Ministerstwo Spraw Zagranicznych ponowił ostrzeżeniem przed podróżowaniem na Białoruś po zatrzymaniu przez tamtejsze służby polskiego zakonnika. Mężczyzna został – prawdopodobnie bezpodstawnie – oskarżony o szpiegostwo. Polski rząd nazwał zarzuty wobec duchownego „absurdalnymi”. Jeżeli zakonnik rzeczywiście został aresztowany przez Białorusinów „na chybił trafił”, taka sytuacja może spotkać każdego z podróżujących do tego kraju.
Białoruś nie jest krajem demokratyczny, a na dodatek nieprzyjaznym Polsce – podkreśla rzecznik MSZ Paweł Wroński. Jako przedstawiciel ministerstwa Wroński przestrzegł Polaków przed podróżowaniem do tego kraju, gdyż „mogą się tam spotkać z niekorzystnymi dla siebie wydarzeniami”.

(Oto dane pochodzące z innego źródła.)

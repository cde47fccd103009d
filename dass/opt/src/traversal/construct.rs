use super::Visitor;
use dass_ir as ir;
use dass_utils::{DassResult, OutputFile};
use itertools::Itertools;
use linked_hash_map::LinkedHashMap;

/// A parsed pass option. The accessors panic on a kind mismatch, which
/// only happens when a pass reads its own option with the wrong type.
#[derive(Clone, Debug)]
pub enum ParseVal {
    Num(i64),
    Float(f64),
    Str(String),
    /// `-`, `<err>`, `<null>` or a file name.
    OutStream(OutputFile),
}

impl ParseVal {
    pub fn num(&self) -> i64 {
        let ParseVal::Num(n) = self else {
            panic!("Expected number, got {self}");
        };
        *n
    }

    pub fn pos_num(&self) -> Option<u64> {
        let n = self.num();
        if n < 0 { None } else { Some(n as u64) }
    }

    /// Numbers are accepted wherever a float is expected.
    pub fn float(&self) -> f64 {
        match self {
            ParseVal::Float(f) => *f,
            ParseVal::Num(n) => *n as f64,
            _ => panic!("Expected float, got {self}"),
        }
    }

    pub fn string(&self) -> &str {
        let ParseVal::Str(s) = self else {
            panic!("Expected string, got {self}");
        };
        s
    }

    pub fn outstream(&self) -> OutputFile {
        let ParseVal::OutStream(o) = self else {
            panic!("Expected output stream, got {self}");
        };
        o.clone()
    }

    /// `None` for `<null>`.
    pub fn not_null_outstream(&self) -> Option<OutputFile> {
        match self.outstream() {
            OutputFile::Null => None,
            o => Some(o),
        }
    }
}

impl std::fmt::Display for ParseVal {
    fn fmt(&self, f: &mut std::fmt::Formatter<'_>) -> std::fmt::Result {
        match self {
            ParseVal::Num(n) => write!(f, "{n}"),
            ParseVal::Float(n) => write!(f, "{n}"),
            ParseVal::Str(s) => write!(f, "{s}"),
            ParseVal::OutStream(o) => write!(f, "{o}"),
        }
    }
}

/// An option accepted by a pass, given on the command line as
/// `-x pass:name=value`.
pub struct PassOpt {
    name: &'static str,
    description: &'static str,
    default: ParseVal,
    parse: fn(&str) -> Option<ParseVal>,
}

impl PassOpt {
    pub const fn new(
        name: &'static str,
        description: &'static str,
        default: ParseVal,
        parse: fn(&str) -> Option<ParseVal>,
    ) -> Self {
        Self {
            name,
            description,
            default,
            parse,
        }
    }

    pub const fn name(&self) -> &'static str {
        self.name
    }

    pub const fn description(&self) -> &'static str {
        self.description
    }

    pub const fn default(&self) -> &ParseVal {
        &self.default
    }

    fn parse(&self, s: &str) -> Option<ParseVal> {
        (self.parse)(s)
    }

    pub fn parse_num(s: &str) -> Option<ParseVal> {
        s.parse::<i64>().ok().map(ParseVal::Num)
    }

    pub fn parse_float(s: &str) -> Option<ParseVal> {
        s.parse::<f64>()
            .ok()
            .filter(|f| f.is_finite())
            .map(ParseVal::Float)
    }

    pub fn parse_string(s: &str) -> Option<ParseVal> {
        (!s.is_empty()).then(|| ParseVal::Str(s.to_string()))
    }

    pub fn parse_outstream(s: &str) -> Option<ParseVal> {
        s.parse::<OutputFile>().ok().map(ParseVal::OutStream)
    }
}

/// Names, descriptions and options of a pass, needed by
/// [`do_pass`](Visitor::do_pass) and the pass manager.
///
/// Kept apart from [`Visitor`] since none of these take `self`.
pub trait Named {
    /// Unique, used on the command line.
    fn name() -> &'static str;
    fn description() -> &'static str;
    fn opts() -> Vec<PassOpt> {
        vec![]
    }
}

/// Builds a pass from the program it is about to run on, typically by
/// reading its options out of [ir::Context::extra_opts]. Passes without
/// options get this from [Default].
pub trait ConstructVisitor {
    fn get_opts(ctx: &ir::Context) -> LinkedHashMap<&'static str, ParseVal>
    where
        Self: Named,
    {
        let opts = Self::opts();
        let n = Self::name();
        let mut values: LinkedHashMap<&'static str, ParseVal> = ctx
            .extra_opts
            .iter()
            .filter_map(|opt| {
                // -x pass:opt=val
                let (pass, rest) = opt.split_once(':')?;
                if pass != n {
                    return None;
                }
                let Some((opt, val)) = rest.split_once('=') else {
                    log::warn!("Ignoring option `{n}:{rest}' without a value");
                    return None;
                };
                let Some(opt) = opts.iter().find(|o| o.name == opt) else {
                    log::warn!("Ignoring unknown option for pass `{n}': {opt}");
                    return None;
                };
                let Some(val) = opt.parse(val) else {
                    log::warn!(
                        "Ignoring invalid value for option `{n}:{}': {val}",
                        opt.name(),
                    );
                    return None;
                };
                Some((opt.name(), val))
            })
            .collect();

        if !values.is_empty() {
            log::debug!(
                "{n}: {}",
                values.iter().map(|(o, v)| format!("{o}={v}")).join(" ")
            );
        }

        // Defaults for everything not given.
        for opt in opts {
            if !values.contains_key(opt.name()) {
                values.insert(opt.name(), opt.default.clone());
            }
        }

        values
    }

    fn from(_ctx: &ir::Context) -> DassResult<Self>
    where
        Self: Sized;

    /// Reset per-function state. [Visitor::do_pass] calls this between
    /// functions.
    fn clear_data(&mut self);
}

impl<T: Default + Sized + Visitor> ConstructVisitor for T {
    fn from(_ctx: &ir::Context) -> DassResult<Self> {
        Ok(T::default())
    }

    fn clear_data(&mut self) {
        *self = T::default();
    }
}
//! Loop interchange legality.
//!
//! A [VerificationUnit] turns a loop into a Boogie program whose procedure
//! reports one memory access of an arbitrary iteration. The `main` harness
//! calls it twice and asserts that the two accesses cannot race when
//! iterations of the enclosing loop closer than the candidate distance are
//! reordered. A [VerificationOracle] decides the program, and [search]
//! looks for the largest distance that verifies.
pub mod boogie;
mod codegen;
mod oracle;
pub mod search;
mod slice;

pub use codegen::{INTERCHANGED_LEVEL, Invariant, MemoryAccess};
pub use oracle::{BoogieOracle, ExhaustiveOracle};
pub use search::{SearchStrategy, search_depth};
pub use slice::slice_memory;

use codegen::Lowering;
use dass_ir::{self as ir, LoopNest};
use dass_utils::{DassResult, Error, Id};

/// Answer of a [VerificationOracle].
#[derive(Debug, Clone, Copy, PartialEq, Eq)]
pub enum Verdict {
    Verified,
    Refuted,
    /// The oracle could not decide. Treated as a failure.
    Inconclusive,
}

impl Verdict {
    pub fn is_verified(&self) -> bool {
        matches!(self, Verdict::Verified)
    }
}

/// A decision procedure for verification units.
pub trait VerificationOracle {
    /// Name used in diagnostics.
    fn name(&self) -> &'static str;

    /// Decide whether the race-freedom assertion of `unit` holds.
    fn verify(&mut self, unit: &VerificationUnit) -> DassResult<Verdict>;
}

/// Everything needed to decide one candidate interchange distance.
#[derive(Debug, Clone)]
pub struct VerificationUnit {
    pub loop_name: Id,
    pub distance: u32,
    /// Nesting depth of the checked loop, which is also the number of
    /// iteration counters per access.
    pub depth: u32,
    /// The function sliced down to its address computations.
    pub func: ir::Function,
    pub invariants: Vec<Invariant>,
    pub accesses: Vec<MemoryAccess>,
    pub program: boogie::Program,
}

impl VerificationUnit {
    pub fn new(
        func: &ir::Function,
        loop_name: &str,
        distance: u32,
    ) -> DassResult<Self> {
        let mut sliced = func.clone();
        slice_memory(&mut sliced);
        let nest = LoopNest::new(&sliced);
        let target = nest.by_name(loop_name).ok_or_else(|| {
            Error::configuration(format!(
                "`{}' has no loop named `{loop_name}'",
                func.name
            ))
        })?;
        let mut lowering = Lowering::new(&sliced, &nest, target)?;
        let procedure = lowering.procedure()?;
        let main = lowering.harness(distance);
        let (depth, invariants, accesses) = lowering.finish();
        Ok(VerificationUnit {
            loop_name: loop_name.into(),
            distance,
            depth,
            func: sliced,
            invariants,
            accesses,
            program: boogie::Program {
                procedures: vec![procedure, main],
            },
        })
    }
}

#[cfg(test)]
mod tests {
    use super::*;
    use crate::fixtures;
    use dass_utils::ErrorKind;

    #[test]
    fn unknown_loops_are_configuration_errors() {
        let f = fixtures::shifted_update(0);
        let err = VerificationUnit::new(&f, "L7", 1).unwrap_err();
        assert!(matches!(err.kind(), ErrorKind::Configuration(_)));
    }

    #[test]
    fn outermost_loops_cannot_be_checked() {
        let f = fixtures::shifted_update(0);
        let err = VerificationUnit::new(&f, "L1", 1).unwrap_err();
        assert!(matches!(err.kind(), ErrorKind::Unsupported(_)));
    }

    #[test]
    fn units_leave_the_input_untouched() {
        let f = fixtures::shifted_update(0);
        let unit = VerificationUnit::new(&f, "L2", 1).unwrap();
        assert!(f.inst_by_name("add1").is_some());
        assert!(unit.func.inst_by_name("add1").is_none());
    }
}
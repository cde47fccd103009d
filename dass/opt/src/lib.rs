//! # The DASS middle-end
//!
//! Decides which parts of a dynamically scheduled program can be given a
//! static schedule, and checks the loop transformations requested on the
//! remaining dynamic loops. Programs are [dass_ir::Context]s; the work is
//! split into passes run by the [pass_manager::PassManager]:
//!
//! - `static-islands` outlines straight-line dataflow islands.
//! - `static-loops-mem` and `static-loops-cf` outline loops whose memory
//!   accesses or control flow allow a fixed schedule.
//! - `loop-interchange` proves how far apart iterations must be before they
//!   can be reordered, with the help of a [verify::VerificationOracle].
//! - `port-offsets` reports the FIFO depths needed around static functions.
pub mod analysis;
pub mod default_passes;
#[cfg(test)]
mod fixtures;
pub mod pass_manager;
pub mod passes;
pub mod traversal;
pub mod verify;
mod cmdline;
mod driver;

use dass_utils::MultiError;

fn main() -> Result<(), MultiError> {
    driver::run_compiler()
}
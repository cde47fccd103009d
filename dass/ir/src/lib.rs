//! Program model of the DASS middle-end.
//!
//! A [Context] holds the functions of one LLVM module in SSA form. On top of
//! a function the crate computes its [Cfg], its [LoopNest] and its elastic
//! [DataflowGraph]. Code can be moved into new functions with
//! [extract_island] and [extract_loop], and small programs can be executed
//! with the reference [Interpreter].

// Modules defining internal structures.
mod builder;
mod cfg;
mod context;
mod dataflow;
mod function;
mod ids;
mod instruction;
mod loops;
mod metadata;
mod printer;
mod schedule;
mod types;

/// Outlining of islands and loops into new functions.
pub mod extract;

/// Reference semantics of the IR.
pub mod eval;

// Re-export types at the module level.
pub use builder::Builder;
pub use cfg::Cfg;
pub use context::{Context, Outlined};
pub use dass_utils::{GetName, Id};
pub use dataflow::{BlockFreq, DataflowGraph, ENode, NodeKind};
pub use eval::{Interpreter, Memory, Val};
pub use extract::{extract_island, extract_loop, Island};
pub use function::{Argument, Attributes, BasicBlock, Function, DASS_SS};
pub use ids::{BlockIdx, InstIdx, LoopIdx, NodeIdx};
pub use instruction::{
    BinOp, CastOp, FCmpPred, ICmpPred, Instruction, Opcode, WrapFlags,
};
pub use loops::{Loop, LoopNest};
pub use metadata::{InterchangeRequest, LoopMetadata};
pub use printer::Printer;
pub use schedule::{operation, PipelineState, Schedule};
pub use types::{mask, sext, Constant, ElemTy, Type, Value};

Ponowienie ostrzeżenia to pokłosie zatrzymania na Białorusi polskiego zakonnika. Duchowny został ujęty przez KGB pod zarzutem szpiegostwa. Mężczyzna – według białoruskich służb specjalnych – miał zbierać informacje na temat manewrów wojskwych „Zapad”.
Do sprawy odniósł się już premier Donald Tusk, który nazwał zarzuty strony białoruskiej „absurdalnymi” i zapowiedział, że Polska podejmie działania odwetowe, jeżeli sytuacja nie ulegnie zmianie. Szczegóły dalszych kroków wobec Mińska mają zostać ustalone po powrocie z USA ministra spraw zagranicznych Radosława Sikorskiego.
MSZ ostrzega w związku z podróżowaniem na Białoruś w szczególności przed wwożeniem do tego kraju środków uspokajających, sterydowych lub przeciwbólowych – niezbędne jest zabranie ze sobą recepty przetłumaczonej na język białoruski lub rosyjski. Jeszcze bardziej restrykcyjne są zasady dotyczące środków psychotropowych i narkotyków – nawet śladowe ilości mogą skutkować wieloletnim więzieniem.